WAFL 14 @ MIT - Call for papers

The Department of Linguistics and Philosophy at MIT will be hosting the 14th edition of WAFL, the Workshop on Altaic Formal Linguistics. The workshop will take place on October 19–21, 2018.

Abstracts are invited for presentations on topics dealing with formal aspects of any area of theoretical Altaic linguistics, including phonology, morphology, syntax, semantics, or pragmatics.

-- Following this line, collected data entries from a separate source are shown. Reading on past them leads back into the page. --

//! DataType - the element type of a property.

use std::fmt;

use super::pod::PlainOldDataType;

/// DataType describes how an element of a sample is stored.
///
/// It combines a [`PlainOldDataType`] with an extent. A Vec3f is
/// Float32 with extent 3, a double precision box is Float64 with extent 6.
#[derive(Clone, Copy, PartialEq, Eq, Hash)]
pub struct DataType {
    /// The base plain old data type
    pub pod: PlainOldDataType,
    /// Number of POD values per element
    pub extent: u8,
}

impl DataType {
    /// Create a new DataType with given POD and extent.
    #[inline]
    pub const fn new(pod: PlainOldDataType, extent: u8) -> Self {
        Self { pod, extent }
    }

    /// Create a scalar DataType (extent = 1).
    #[inline]
    pub const fn scalar(pod: PlainOldDataType) -> Self {
        Self { pod, extent: 1 }
    }

    /// Size in bytes of one element.
    #[inline]
    pub const fn num_bytes(&self) -> usize {
        self.pod.num_bytes() * self.extent as usize
    }

    pub const INT32: Self = Self::scalar(PlainOldDataType::Int32);
    pub const FLOAT64: Self = Self::scalar(PlainOldDataType::Float64);
    pub const STRING: Self = Self::scalar(PlainOldDataType::String);

    pub const VEC2F: Self = Self::new(PlainOldDataType::Float32, 2);
    pub const VEC3F: Self = Self::new(PlainOldDataType::Float32, 3);

    /// Box (min + max = 2 * vec3)
    pub const BOX3D: Self = Self::new(PlainOldDataType::Float64, 6);
}

impl fmt::Debug for DataType {
    fn fmt(&self, f: &mut fmt::Formatter<'_>) -> fmt::Result {
        if self.extent == 1 {
            write!(f, "{}", self.pod.name())
        } else {
            write!(f, "{}[{}]", self.pod.name(), self.extent)
        }
    }
}

impl fmt::Display for DataType {
    fn fmt(&self, f: &mut fmt::Formatter<'_>) -> fmt::Result {
        fmt::Debug::fmt(self, f)
    }
}

impl serde::Serialize for DataType {
    fn serialize<S: serde::Serializer>(&self, serializer: S) -> Result<S::Ok, S::Error> {
        serializer.collect_str(self)
    }
}
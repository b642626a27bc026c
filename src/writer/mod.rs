//! Archive writer.
//!
//! Builds an Alembic object tree (objects, compound/array/scalar
//! properties, metadata and a time sampling table) and encodes it as an
//! Ogawa `.abc` file. [`ArchiveDocument`] reads one back.
//!
//! # Example
//!
//! ```ignore
//! use objseq::writer::{OArchive, OObject};
//!
//! let mut archive = OArchive::create("output.abc")?;
//! let root = OObject::new("ABC");
//! archive.write_archive(&root)?;
//! ```

mod archive;
mod document;
mod object;
mod property;
pub mod schema;

pub use archive::OArchive;
pub use document::{ArchiveDocument, TimeSamplingEntry};
pub use object::OObject;
pub use property::{OProperty, OPropertyData};
pub use schema::*;
//! Ogawa binary container.
//!
//! Ogawa is the binary layout of Alembic files (.abc): a tree of groups
//! whose leaves are data blocks. Offsets with the high bit set point at
//! data, the rest at groups, and offset 0 stands for an empty child.
//!
//! ## File Structure
//!
//! ```text
//! +------------------+
//! | Magic: "Ogawa"   |  5 bytes
//! +------------------+
//! | Frozen flag      |  1 byte (0x00 while writing, 0xFF when done)
//! +------------------+
//! | Version          |  2 bytes (u16 BE)
//! +------------------+
//! | Root Group Pos   |  8 bytes (u64 LE)
//! +------------------+
//! | ... Data ...     |
//! +------------------+
//! ```
//!
//! The root group holds the file version, the library version, the top
//! object, the archive metadata, the time sampling table and the
//! indexed metadata table, in that order.

mod format;
mod read_util;
mod reader;
mod stream;
mod write_util;
mod writer;

pub use format::*;
pub use read_util::{read_archive, PropertyHeader, ROOT_OBJECT_NAME};
pub use reader::{IArchive, IData, IGroup, IStreams};
pub use writer::{encode_archive, EncodedArchive};
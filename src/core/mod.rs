//! Core layer - fundamental archive types.
//!
//! This module provides:
//! - [`TimeSampling`] - Time sampling for animated properties
//! - [`MetaData`] - Key-value metadata storage
//! - [`GeometryScope`] / [`SampleData`] - Scopes and typed sample payloads

mod time_sampling;
mod metadata;
mod sample;

pub use time_sampling::{TimeSampling, TimeSamplingType};
pub use metadata::MetaData;
pub use sample::{GeometryScope, SampleData};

The deadline for abstract submission is March 30, 2018. 

Additionally, there will be a workshop in honor of Shigeru Miyagawa on October 18, 2018.

The organizing committee can be reached at wafl14@mit.edu. More information can be found on the workshop’s website.


Takács at Linguistic Evidence 2018

Linguistic Evidence 2018 took place at Eberhard Karls Universität Tübingen, February 15-17 and Dóra Kata Tákacs (first-year) presented a poster: On the presuppositional behavior of two sub-classes of factive predicates.


ESSL/LAcqLab and friends Winter Hike

The annual ESSL/LAcqLab and friends Winter Hike happened on Sunday.  The hikers climbed Mount Pemigawassett in the White Mountains of New Hampshire. Thanks to Martin for the photos.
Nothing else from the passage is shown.